なぜその変形が行われたのかに思いをめぐらす。まず、大抵の場合が「楽な方向」へ変形している。たとえば四十肩のリハビリは、そのたびに悲鳴が出かかるほどに痛い。当然、自分で行う体操もある程度痛くなければ意味がない。だが人間というもの、無意識のうちに痛さから逃げ出すようにできていて、ハッと気づくと動きが小さく無難な範囲の中に収まっている。これを繰り返すと徐々に、動きは小さく楽な方向へ変形し始める。わたしはそれに気づけば動きを修正するし、痛さから逃げないよう自分に言い聞かせ、かろうじてオヤジ体操化を防止しているけれども、温泉オヤジは自らの状況を顧みることも忘れて、どんどん痛さや苦しさから逃げていき、それで効果あるのか?と心配になるほどマイルドなものに落ち着いてしまうようだ。

一方、顕著に見られるのが「思いこみ効果」を盛り込む傾向だ。オヤジはなぜか自分に自信があって、他人の言うことを聞かない。体操にしても同じことで、勝手に「こうやったら効果があるだろう」と体操の動作を変更したり新しい動きを付け加えたりする。思いこんだらオヤジは強い。もう筋肉や骨格の構成など飛び越えて、ほとんどおまじないの世界にまで踏み込んじゃったりしているように見受けられるものも珍しくはない。結果的に、肉体的には楽だが効果は多大に期待するという、かなり我が儘なコンセプトに基づき改良を重ねたオヤジ体操は、まるで前衛舞踏のように奇怪なしろものへ進化する、というか退化する。

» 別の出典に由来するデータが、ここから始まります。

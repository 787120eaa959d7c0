//! JSON shapes exchanged with the classroom server.
//!
//! Field names follow the server's camelCase DTOs. Timestamps are local
//! date-times without an offset (`2024-05-01T10:15:30`, optional fraction).

use chrono::NaiveDateTime;
use serde::{Deserialize, Deserializer, Serialize};

use crate::types::{ClassroomId, MessageId, NotificationId, ReadState, RoleId, UserId};

/// A delivered message as returned by the message endpoints.
#[derive(Debug, Clone, Serialize, Deserialize, PartialEq, Eq)]
#[serde(rename_all = "camelCase")]
pub struct Message {
    pub id: MessageId,
    pub content: String,
    pub timestamp: NaiveDateTime,
    pub sender_id: UserId,
    #[serde(default, deserialize_with = "null_as_empty")]
    pub sender_username: String,
    pub receiver_id: UserId,
    #[serde(default)]
    pub receiver_username: Option<String>,
}

/// A read-tracked pointer to a message.
#[derive(Debug, Clone, Serialize, Deserialize, PartialEq, Eq)]
#[serde(rename_all = "camelCase")]
pub struct Notification {
    pub id: NotificationId,
    pub message_id: MessageId,
    #[serde(default, deserialize_with = "null_as_empty")]
    pub content: String,
    #[serde(default, deserialize_with = "null_as_empty")]
    pub sender_username: String,
    pub timestamp: NaiveDateTime,
    #[serde(default)]
    pub sender_id: Option<UserId>,
    #[serde(default)]
    pub receiver_id: Option<UserId>,
    #[serde(rename = "notify", default)]
    pub read_state: ReadState,
}

/// Body of `POST /messages/send`. The server echoes the same shape back.
#[derive(Debug, Clone, Serialize, Deserialize, PartialEq, Eq)]
#[serde(rename_all = "camelCase")]
pub struct SendMessage {
    pub content: String,
    pub sender_id: UserId,
    pub receiver_id: UserId,
}

/// Body of id-addressed deletes (`DELETE /notifications/delete`).
#[derive(Debug, Clone, Copy, Serialize, Deserialize, PartialEq, Eq)]
pub struct IdBody {
    pub id: i64,
}

/// `GET /messages/current/student`
#[derive(Debug, Clone, Serialize, Deserialize, PartialEq, Eq)]
pub struct CurrentStudent {
    pub id: RoleId,
    #[serde(default)]
    pub username: Option<String>,
}

/// `GET /messages/get-user-name/{id}`
#[derive(Debug, Clone, Serialize, Deserialize, PartialEq, Eq)]
pub struct UsernameLookup {
    pub id: UserId,
    pub username: String,
}

#[derive(Debug, Clone, Serialize, Deserialize, PartialEq, Eq)]
pub struct UserRef {
    pub id: UserId,
}

/// `GET /messages/{roleId}/userId`
///
/// Depending on server version this is a bare number, a flat object, the
/// role entity with a nested `user`, or the teacher entity itself. The
/// entity omits `user`; its own `id` is the one the server hands out.
/// Variants are tried in order, so a nested `user.id` wins over `id`.
#[derive(Debug, Clone, Serialize, Deserialize, PartialEq, Eq)]
#[serde(untagged)]
pub enum UserIdLookup {
    Bare(UserId),
    Nested { user: UserRef },
    #[serde(rename_all = "camelCase")]
    Flat { user_id: UserId },
    Entity { id: UserId },
}

impl UserIdLookup {
    pub fn user_id(&self) -> UserId {
        match self {
            Self::Bare(id) => *id,
            Self::Nested { user } => user.id,
            Self::Flat { user_id } => *user_id,
            Self::Entity { id } => *id,
        }
    }
}

/// `GET /classrooms/classrooms/{teacherId}`, one entry per classroom.
/// Only the id is read; the rest of the entity is ignored.
#[derive(Debug, Clone, Serialize, Deserialize, PartialEq, Eq)]
pub struct Classroom {
    pub id: ClassroomId,
}

/// `GET /messages/classroom/{classroomId}`, one entry per enrolled student.
#[derive(Debug, Clone, Serialize, Deserialize, PartialEq, Eq)]
pub struct StudentRef {
    pub username: String,
    pub id: UserId,
}

fn null_as_empty<'de, D>(deserializer: D) -> Result<String, D::Error>
where
    D: Deserializer<'de>,
{
    Ok(Option::<String>::deserialize(deserializer)?.unwrap_or_default())
}
//! `reqwest`-backed implementation of [`SchoolApi`].

use async_trait::async_trait;
use reqwest::header::{HeaderMap, HeaderValue, COOKIE};
use reqwest::{RequestBuilder, Response};
use serde::de::DeserializeOwned;
use tracing::{debug, warn};

use lyceum_shared::protocol::{
    Classroom, CurrentStudent, IdBody, Message, Notification, SendMessage, StudentRef,
    UserIdLookup, UsernameLookup,
};
use lyceum_shared::types::{ClassroomId, MessageId, NotificationId, RoleId, UserId};

use crate::api::SchoolApi;
use crate::endpoints;
use crate::error::{extract_error_message, ApiError, Result};

/// HTTP client for the classroom server.
///
/// Cheap to clone: the underlying `reqwest::Client` shares its connection
/// pool. Requests carry the session cookie given at construction and have
/// no timeout.
#[derive(Clone)]
pub struct HttpApi {
    client: reqwest::Client,
    base_url: String,
}

impl HttpApi {
    /// Build a client for `base_url`, authenticating with `session_cookie`
    /// (the raw `Cookie` header value, e.g. `JSESSIONID=...`) when given.
    pub fn new(base_url: &str, session_cookie: Option<&str>) -> Result<Self> {
        let mut headers = HeaderMap::new();
        if let Some(cookie) = session_cookie {
            let value = HeaderValue::from_str(cookie)
                .map_err(|e| ApiError::InvalidConfig(format!("session cookie: {e}")))?;
            headers.insert(COOKIE, value);
        }

        let client = reqwest::Client::builder()
            .default_headers(headers)
            .build()?;

        Ok(Self {
            client,
            base_url: base_url.trim_end_matches('/').to_string(),
        })
    }

    pub fn base_url(&self) -> &str {
        &self.base_url
    }

    fn url(&self, path: &str) -> String {
        format!("{}{}", self.base_url, path)
    }

    async fn get_json<T: DeserializeOwned>(&self, path: &str) -> Result<T> {
        debug!(path, "GET");
        let resp = self.client.get(self.url(path)).send().await?;
        decode(path, resp).await
    }

    async fn execute(&self, path: &str, request: RequestBuilder) -> Result<Response> {
        let resp = request.send().await?;
        ensure_success(path, resp).await
    }
}

async fn ensure_success(path: &str, resp: Response) -> Result<Response> {
    let status = resp.status();
    if status.is_success() {
        return Ok(resp);
    }

    let body = resp.text().await.unwrap_or_default();
    let message = extract_error_message(&body);
    warn!(path, status = status.as_u16(), message = ?message, "Request failed");
    Err(ApiError::Server {
        status: status.as_u16(),
        message,
    })
}

async fn decode<T: DeserializeOwned>(path: &str, resp: Response) -> Result<T> {
    let resp = ensure_success(path, resp).await?;
    let bytes = resp.bytes().await?;
    // An empty 2xx body reads as `null`.
    let body: &[u8] = if bytes.iter().all(u8::is_ascii_whitespace) {
        &b"null"[..]
    } else {
        &bytes[..]
    };
    serde_json::from_slice(body).map_err(|e| ApiError::Decode(format!("{path}: {e}")))
}

#[async_trait]
impl SchoolApi for HttpApi {
    async fn current_student(&self) -> Result<CurrentStudent> {
        let path = endpoints::current_principal(lyceum_shared::Role::Student);
        let student: Option<CurrentStudent> = self.get_json(&path).await?;
        student.ok_or_else(|| ApiError::NotFound("current student".into()))
    }

    async fn current_teacher(&self) -> Result<RoleId> {
        let path = endpoints::current_principal(lyceum_shared::Role::Teacher);
        let id: Option<RoleId> = self.get_json(&path).await?;
        id.ok_or_else(|| ApiError::NotFound("current teacher".into()))
    }

    async fn user_id_for_role(&self, role_id: RoleId) -> Result<UserId> {
        let lookup: Option<UserIdLookup> =
            self.get_json(&endpoints::user_id_for_role(role_id)).await?;
        lookup
            .map(|l| l.user_id())
            .ok_or_else(|| ApiError::NotFound(format!("user for role id {role_id}")))
    }

    async fn username_for(&self, user_id: UserId) -> Result<String> {
        let lookup: Option<UsernameLookup> =
            self.get_json(&endpoints::username_for(user_id)).await?;
        lookup
            .map(|l| l.username)
            .ok_or_else(|| ApiError::NotFound(format!("username for user {user_id}")))
    }

    async fn user_id_for_username(&self, username: &str) -> Result<UserId> {
        let id: Option<UserId> = self
            .get_json(&endpoints::user_id_for_username(username))
            .await?;
        id.ok_or_else(|| ApiError::NotFound(format!("user {username}")))
    }

    async fn teacher_classrooms(&self, teacher: RoleId) -> Result<Vec<Classroom>> {
        let list: Option<Vec<Classroom>> =
            self.get_json(&endpoints::teacher_classrooms(teacher)).await?;
        Ok(list.unwrap_or_default())
    }

    async fn classroom_students(&self, classroom: ClassroomId) -> Result<Vec<StudentRef>> {
        let list: Option<Vec<StudentRef>> =
            self.get_json(&endpoints::classroom_students(classroom)).await?;
        Ok(list.unwrap_or_default())
    }

    async fn message(&self, id: MessageId) -> Result<Message> {
        let msg: Option<Message> = self.get_json(&endpoints::message(id)).await?;
        msg.ok_or_else(|| ApiError::NotFound(format!("message {id}")))
    }

    async fn inbox(&self, receiver: UserId) -> Result<Vec<Message>> {
        let list: Option<Vec<Message>> = self.get_json(&endpoints::inbox(receiver)).await?;
        Ok(list.unwrap_or_default())
    }

    async fn outbox(&self, sender: UserId) -> Result<Vec<Message>> {
        let list: Option<Vec<Message>> = self.get_json(&endpoints::outbox(sender)).await?;
        Ok(list.unwrap_or_default())
    }

    async fn thread(&self, sender: UserId, receiver: UserId) -> Result<Vec<Message>> {
        let list: Option<Vec<Message>> =
            self.get_json(&endpoints::thread(sender, receiver)).await?;
        Ok(list.unwrap_or_default())
    }

    async fn send_message(&self, body: &SendMessage) -> Result<SendMessage> {
        let path = endpoints::SEND_MESSAGE;
        debug!(path, sender = %body.sender_id, receiver = %body.receiver_id, "POST");
        let resp = self.client.post(self.url(path)).json(body).send().await?;
        let echoed: Option<SendMessage> = decode(path, resp).await?;
        Ok(echoed.unwrap_or_else(|| body.clone()))
    }

    async fn notifications(&self, receiver: UserId) -> Result<Vec<Notification>> {
        let list: Option<Vec<Notification>> =
            self.get_json(&endpoints::notifications(receiver)).await?;
        Ok(list.unwrap_or_default())
    }

    async fn mark_read(&self, id: NotificationId) -> Result<()> {
        let path = endpoints::mark_read(id);
        debug!(path = %path, "PUT");
        self.execute(&path, self.client.put(self.url(&path))).await?;
        Ok(())
    }

    async fn mark_unread(&self, id: NotificationId) -> Result<()> {
        let path = endpoints::mark_unread(id);
        debug!(path = %path, "PUT");
        self.execute(&path, self.client.put(self.url(&path))).await?;
        Ok(())
    }

    async fn mark_all_read(&self, receiver: UserId) -> Result<()> {
        let path = endpoints::mark_all_read(receiver);
        debug!(path = %path, "PUT");
        self.execute(&path, self.client.put(self.url(&path))).await?;
        Ok(())
    }

    async fn delete_notification(&self, id: NotificationId) -> Result<()> {
        let path = endpoints::DELETE_NOTIFICATION;
        debug!(path, id = %id, "DELETE");
        let request = self
            .client
            .delete(self.url(path))
            .json(&IdBody { id: id.0 });
        self.execute(path, request).await?;
        Ok(())
    }
}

でも、この種のオヤジ体操を横目でそれとなく観察していると(だって大抵の場合、体操オヤジは全裸なんだ)なんとも微笑ましい気分になるのも事実だ。なぜならばその面妖な動きのひとつひとつに込められた「痛いのはイヤだな」とか「こうすればここに効くはずだ」とか「効果があったらうれしいな」というオヤジの思いが感じ取れるからだ。ああ、あの(見たこともない)動作は、きっとコレコレこういう部分にこういう効果が出ることを期待して作り上げたものなのだな、と考えると、なんだか幼児がお手手つないで一所懸命お遊戯しているのを眺めるときのような優しい気持ちになれる。オヤジ体操恐るべし。見る者に癒し効果までを及ぼすのだ。

それを思えば、オヤジはオヤジでもワタシの体操など機能優先で色気のないこと夥しい。いや、考えようによっては、自分の利益ばかりを追究したエゴイズムに満ち、他者への優しさに欠けた所行なのかもしれない。さすがに四十肩はきちんと直さないと日々の生活にも支障が出るから、しばらくは機能優先で行きたいとは思うが、一段落ついたら「老眼を直す体操」に着手し、ゆくゆくは「老化を防ぐ体操」だとか「原稿がうまくなる体操」とか「お金が儲かる体操」とか「幸福になれる体操」とか「娘にもてるようになる体操」みたいなのを編み出して、温泉に浸かってはすみっこで披露し、正統温泉オヤジ体操を通して周囲の人々を癒してやるつもりだ。